Shit was serious, of course I was oblivious
Damn near frozen, but not decomposing
Best friend in my ear saying I’m the chosen one
The resurrection, far from the dead direction
Cousin hugging my arm for what felt like days
For all the love I was amazed
Then the docs finally let me know that I would survive
I can’t believe I’m alive”
If “Built to Last” seems like a celebration of Akrobatik, he’s certainly earned it given what he’s been through. “I’m like that Captain America flick, the first Avenger.” That’s the remarkable thing about Ak really – he can take the depths of what he’s been through and still make it into a lyric with pop culture comparisons on a track like “Where Am I?” featuring Mr. Lif. It’s as though we’ve gone from “The Walking Dead” to “28 Days” in short order, especially when KRS-One is scratched into the hook saying “I black out and wake up to catastrophe.” The stones on Ak to turn his real life experience into entertainment for the listeners – I think it’s far to say he’s got bigcajones. Not everybody would be brave enough to talk about their real life near-death experience and turn into into a science fiction fantasy on the same album.

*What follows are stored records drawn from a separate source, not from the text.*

impl Controller {
    pub fn new(registry: Arc<RwLock<Registry>>, scenes: Arc<RwLock<SceneStore>>) -> Self {
        Self { registry, scenes }
    }

    /// Apply a layout and camera assignment to one screen, then re-detect
    /// video-wall groups and push the resulting configuration to the screen
    /// and to every other member of any group it now belongs to.
    pub async fn set_screen_config(
        &self,
        session_id: SessionId,
        layout: Layout,
        slots: CameraSlots,
    ) -> Result<()> {
        let slots = normalize_slots(slots, layout);
        let mut registry = self.registry.write().await;
        registry.set_config(session_id, layout, slots.clone())?;

        let groups = detect_groups(registry.nodes_map(), registry.positions());

        let mut update = ConfigUpdate::plain(layout, slots);
        for group in &groups {
            let Some(member) = group.member(session_id) else {
                continue;
            };
            update.video_wall_mode = true;
            update.quadrant = Some(member.quadrant);

            for other in &group.members {
                if other.session_id == session_id {
                    continue;
                }
                if let Some(node) = registry.node(other.session_id) {
                    let config =
                        ConfigUpdate::wall(node.layout, node.cameras.clone(), other.quadrant);
                    registry.push(other.session_id, ServerEvent::ConfigUpdate(config));
                }
            }
        }

        debug!(
            "Config for {}: layout {}, wall mode {}",
            session_id, layout, update.video_wall_mode
        );
        registry.push(session_id, ServerEvent::ConfigUpdate(update));
        Ok(())
    }

    /// Replace the physical position map and re-detect groups. Members of
    /// every current group get a wall-mode push; nodes that just fell out of
    /// all groups get an explicit clearing push. Returns the group count.
    pub async fn update_positions(&self, positions: HashMap<SessionId, Position>) -> usize {
        let mut registry = self.registry.write().await;

        let grouped_before: HashSet<SessionId> =
            detect_groups(registry.nodes_map(), registry.positions())
                .iter()
                .flat_map(|g| g.members.iter().map(|m| m.session_id))
                .collect();

        registry.set_positions(positions);
        let groups = detect_groups(registry.nodes_map(), registry.positions());

        let mut grouped_now = HashSet::new();
        for group in &groups {
            for member in &group.members {
                grouped_now.insert(member.session_id);
                if let Some(node) = registry.node(member.session_id) {
                    let config =
                        ConfigUpdate::wall(node.layout, node.cameras.clone(), member.quadrant);
                    registry.push(member.session_id, ServerEvent::ConfigUpdate(config));
                }
            }
        }

        for session_id in grouped_before.difference(&grouped_now) {
            if let Some(node) = registry.node(*session_id) {
                let config = ConfigUpdate::plain(node.layout, node.cameras.clone());
                registry.push(*session_id, ServerEvent::ConfigUpdate(config));
            }
        }

        info!("Position update: {} video wall group(s)", groups.len());
        groups.len()
    }

    /// Snapshot every connected screen into a new persisted scene. Positions
    /// come from the operator's request when given, else from the registry's
    /// current map; either way they are stored under persistent ids.
    pub async fn create_scene(
        &self,
        name: String,
        description: String,
        positions: Option<HashMap<SessionId, Position>>,
    ) -> Result<Scene> {
        let configuration = {
            let registry = self.registry.read().await;

            let mut screens = HashMap::new();
            for node in registry.nodes() {
                screens.insert(
                    node.persistent_id.clone(),
                    SavedScreen {
                        name: node.name.clone(),
                        layout: node.layout,
                        cameras: node.cameras.clone(),
                        ip: node.ip.clone(),
                    },
                );
            }

            let source = positions.unwrap_or_else(|| registry.positions().clone());
            let mut screen_positions = HashMap::new();
            for (session_id, position) in source {
                if let Some(node) = registry.node(session_id) {
                    screen_positions.insert(node.persistent_id.clone(), position);
                }
            }

            SceneConfiguration {
                screens,
                screen_positions,
            }
        };

        let now = Utc::now();
        let scene = Scene {
            id: Uuid::new_v4().to_string(),
            name,
            description,
            created_at: now,
            modified_at: now,
            configuration,
        };

        self.scenes.write().await.insert(scene.clone())?;
        info!("Scene '{}' created ({})", scene.name, scene.id);
        Ok(scene)
    }

    pub async fn list_scenes(&self) -> Vec<Scene> {
        self.scenes.read().await.list()
    }

    pub async fn update_scene(
        &self,
        id: &str,
        name: Option<String>,
        description: Option<String>,
    ) -> Result<Scene> {
        self.scenes.write().await.update_meta(id, name, description)
    }

    pub async fn delete_scene(&self, id: &str) -> Result<()> {
        self.scenes.write().await.remove(id)
    }

    /// Re-apply a saved scene to whoever is connected right now. Entries are
    /// matched by persistent id first, exact name second; unmatched entries
    /// are skipped. The push is minimal (layout + cameras); wall flags are
    /// not recomputed here.
    pub async fn apply_scene(&self, id: &str) -> Result<SceneApplyOutcome> {
        let scene = {
            let scenes = self.scenes.read().await;
            scenes
                .get(id)
                .cloned()
                .ok_or_else(|| WallError::Scene("scene not found".to_string()))?
        };

        let mut registry = self.registry.write().await;
        let mut mapping: HashMap<&str, SessionId> = HashMap::new();
        let mut applied = 0;

        let mut entries: Vec<(&String, &SavedScreen)> = scene.configuration.screens.iter().collect();
        entries.sort_by_key(|(persistent_id, _)| persistent_id.as_str());

        for (saved_id, saved) in entries {
            let target = registry
                .nodes()
                .into_iter()
                .find(|node| node.persistent_id == *saved_id || node.name == saved.name)
                .map(|node| node.id);

            let Some(session_id) = target else {
                debug!("Scene entry '{}' has no connected screen, skipped", saved_id);
                continue;
            };

            let slots = normalize_slots(saved.cameras.clone(), saved.layout);
            registry.set_config(session_id, saved.layout, slots.clone())?;
            registry.push(
                session_id,
                ServerEvent::ConfigUpdate(ConfigUpdate::plain(saved.layout, slots)),
            );
            mapping.insert(saved_id.as_str(), session_id);
            applied += 1;
        }

        let mut positions = HashMap::new();
        for (saved_id, position) in &scene.configuration.screen_positions {
            if let Some(session_id) = mapping.get(saved_id.as_str()) {
                positions.insert(*session_id, *position);
            }
        }

        info!("Scene '{}' applied to {} screen(s)", scene.name, applied);
        Ok(SceneApplyOutcome { applied, positions })
    }
}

The Boston massive represent for their returned to life bretheren on “Built to Last” as Edo.G cameos on “Three Hunnit,” the aforementioned Mr. Lif appears on “Where Am I?” and Reks joins the set for “Rekless Abandon.” I’d be remiss if I didn’t mention that Brooklyn’s own Masta Ace is on “Three Hunnit” though. Akrobatik has already been a part of a supergroup before as part of The Perceptionists, but if they were going to revisit the concept for 2014 or beyond I’d keep Lif and Ak, but add Ace and Edo for extra flavor. Putting Ace in breaks the “Boston Strong” theme, but there’s no bad time to hear Ace on a track. That’s the same feeling I get on “Built to Last,” from the somber flows of “Stop and Stare” to the upbeat closing track “Hope” featuring JTronius. It’s good for hip-hop that Akrobatik is “Built to Last,” because the strong-willed life force matches ruggedly constructed rhymes that have a point. “I don’t mean to preach, I’m just trying to remind you/To not be another statistic with a line through.” Ak proves that he’s not the only one built to last – hip-hop music and culture is too.